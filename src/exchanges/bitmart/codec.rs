use crate::core::errors::ExchangeError;
use crate::core::kernel::{Heartbeat, JsonRouter, Route, WsCodec};
use serde_json::json;
use tokio_tungstenite::tungstenite::Message;

/// Spot stream codec
///
/// Topics use Bitmart's own `table:symbol` form (`spot/ticker:BTC_USDT`),
/// which data frames echo as `table` plus `data[0].symbol`.
#[derive(Debug, Clone)]
pub struct BitmartCodec {
    router: JsonRouter,
}

impl Default for BitmartCodec {
    fn default() -> Self {
        Self {
            router: JsonRouter::new(&["table", "data.0.symbol"]).ignoring("pong"),
        }
    }
}

impl BitmartCodec {
    pub fn new() -> Self {
        Self::default()
    }

    fn request(op: &str, topic: &str) -> Message {
        Message::Text(json!({ "op": op, "args": [topic] }).to_string())
    }
}

impl WsCodec for BitmartCodec {
    fn encode_subscription(&self, topic: &str) -> Result<Message, ExchangeError> {
        Ok(Self::request("subscribe", topic))
    }

    fn encode_unsubscription(&self, topic: &str) -> Result<Message, ExchangeError> {
        Ok(Self::request("unsubscribe", topic))
    }

    fn route(&self, frame: &Message) -> Result<Route, ExchangeError> {
        self.router.route(frame)
    }

    fn heartbeat(&self) -> Heartbeat {
        Heartbeat::Text("ping".to_string())
    }
}
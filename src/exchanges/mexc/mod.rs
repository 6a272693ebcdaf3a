pub mod codec;
pub mod signer;

use crate::core::config::ConnectorConfig;
use crate::core::connector::VenueConnector;
use crate::core::errors::ExchangeError;
use crate::core::kernel::{RestClientBuilder, RestClientConfig, StatusEnvelope};
use crate::core::types::{BodyFormat, QueryOrder};
use std::sync::Arc;

pub use codec::MexcCodec;
pub use signer::auth_scheme;

pub const NAME: &str = "mexc";
pub const REST_URL: &str = "https://api.mexc.com";
pub const WS_URL: &str = "wss://wbs.mexc.com/ws";

pub type MexcConnector = VenueConnector<MexcCodec>;

/// Plain HTTP status; failures carry `{"code": 700002, "msg": "..."}`
pub fn envelope() -> StatusEnvelope {
    StatusEnvelope::new("code", "msg")
}

/// Create a MEXC connector
///
/// Parameters travel in the query string sorted by key. MEXC has no public
/// testnet, so the sandbox flag keeps the production endpoints.
pub fn create_mexc_connector(config: ConnectorConfig) -> Result<MexcConnector, ExchangeError> {
    let rest_config = RestClientConfig::new(
        config.resolve_base_url(REST_URL, REST_URL),
        NAME.to_string(),
    )
    .with_query_order(QueryOrder::Lexicographic)
    .with_body_format(BodyFormat::Query);

    let rest = RestClientBuilder::new(rest_config)
        .with_credentials(Arc::clone(&config.credentials))
        .with_auth_scheme(auth_scheme())
        .with_envelope(Arc::new(envelope()))
        .build()?;

    Ok(VenueConnector::new(
        NAME,
        rest,
        config.resolve_ws_url(WS_URL, WS_URL),
        config.ws,
        MexcCodec::new(),
    ))
}
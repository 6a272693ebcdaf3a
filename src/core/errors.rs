use thiserror::Error;

#[derive(Error, Debug)]
pub enum ExchangeError {
    /// A request parameter or body could not be serialized. Never retried.
    #[error("Encoding error: {0}")]
    EncodingError(String),

    /// Network or socket failure (DNS, refused, reset, timeout).
    #[error("Transport error: {0}")]
    TransportError(String),

    /// The venue rejected the request.
    #[error("Remote error: {code} - {message}")]
    RemoteError { code: i64, message: String },

    /// Operation attempted after `close`.
    #[error("Stream closed")]
    Closed,

    #[error("Connection timeout: {0}")]
    ConnectionTimeout(String),

    #[error("Authentication error: {0}")]
    AuthError(String),

    #[error("Invalid parameters: {0}")]
    InvalidParameters(String),

    #[error("Deserialization error: {0}")]
    DeserializationError(String),

    #[error("Configuration error: {0}")]
    ConfigError(#[from] crate::core::config::ConfigError),
}

impl ExchangeError {
    /// Whether a caller (or the reconnect loop) may reasonably try again.
    pub const fn is_retryable(&self) -> bool {
        matches!(self, Self::TransportError(_) | Self::ConnectionTimeout(_))
    }
}

/// HTTP failures, timeouts included, are transport errors; `ConnectionTimeout`
/// is left to the stream's dial and deadlines.
impl From<reqwest::Error> for ExchangeError {
    fn from(e: reqwest::Error) -> Self {
        if e.is_builder() {
            Self::InvalidParameters(e.to_string())
        } else {
            Self::TransportError(e.to_string())
        }
    }
}

impl From<tokio_tungstenite::tungstenite::Error> for ExchangeError {
    fn from(e: tokio_tungstenite::tungstenite::Error) -> Self {
        use tokio_tungstenite::tungstenite::Error as WsError;
        match e {
            WsError::AlreadyClosed | WsError::ConnectionClosed => {
                Self::TransportError("WebSocket connection closed".to_string())
            }
            WsError::Url(e) => Self::InvalidParameters(format!("Invalid WebSocket URL: {}", e)),
            other => Self::TransportError(format!("WebSocket error: {}", other)),
        }
    }
}
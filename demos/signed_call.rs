use reqwest::Method;
use serde_json::Value;
use venuelink::core::config::ConnectorConfig;
use venuelink::core::kernel::Params;
use venuelink::{AuthLevel, ExchangeFactory, Venue};

#[tokio::main]
async fn main() -> anyhow::Result<()> {
    tracing_subscriber::fmt::init();

    let venue: Venue = std::env::args()
        .nth(1)
        .unwrap_or_else(|| "binance".to_string())
        .parse()?;

    // Public call first, credentials not needed
    let public = ExchangeFactory::create_connector(venue, None)?;
    let (route, params) = match venue {
        Venue::Binance => ("/api/v3/ticker/price", Params::new().with("symbol", "BTCUSDT")?),
        Venue::Bybit => (
            "/v5/market/tickers",
            Params::new().with("category", "spot")?.with("symbol", "BTCUSDT")?,
        ),
        Venue::Okx => ("/api/v5/market/ticker", Params::new().with("instId", "BTC-USDT")?),
        Venue::Bitmart => ("/spot/quotation/v3/ticker", Params::new().with("symbol", "BTC_USDT")?),
        Venue::Gate => (
            "/api/v4/spot/tickers",
            Params::new().with("currency_pair", "BTC_USDT")?,
        ),
        Venue::Mexc => ("/api/v3/ticker/price", Params::new().with("symbol", "BTCUSDT")?),
    };

    println!("📊 {} ticker", venue);
    let ticker: Value = public.call(Method::GET, route, params, AuthLevel::None).await?;
    println!("{}", serde_json::to_string_pretty(&ticker)?);

    // Signed call, needs {VENUE}_API_KEY and {VENUE}_SECRET_KEY
    let config = match ConnectorConfig::from_env(venue.env_prefix()) {
        Ok(config) => config,
        Err(e) => {
            eprintln!("Skipping signed call: {}", e);
            return Ok(());
        }
    };
    let private = ExchangeFactory::create_connector(venue, Some(config))?;
    let (route, params) = match venue {
        Venue::Binance => ("/api/v3/account", Params::new()),
        Venue::Bybit => (
            "/v5/account/wallet-balance",
            Params::new().with("accountType", "UNIFIED")?,
        ),
        Venue::Okx => ("/api/v5/account/balance", Params::new()),
        Venue::Bitmart => ("/account/v1/wallet", Params::new()),
        Venue::Gate => ("/api/v4/spot/accounts", Params::new()),
        Venue::Mexc => ("/api/v3/account", Params::new()),
    };

    println!("\n🔐 {} account", venue);
    match private
        .call::<Value>(Method::GET, route, params, AuthLevel::Signed)
        .await
    {
        Ok(account) => println!("{}", serde_json::to_string_pretty(&account)?),
        Err(e) => eprintln!("Signed call failed: {}", e),
    }

    Ok(())
}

**What you are asked to do**
Copy out each line of the records that holds the string "WebSocket".

**Solution for this task**
                Self::TransportError("WebSocket connection closed".to_string())
            WsError::Url(e) => Self::InvalidParameters(format!("Invalid WebSocket URL: {}", e)),
            other => Self::TransportError(format!("WebSocket error: {}", other)),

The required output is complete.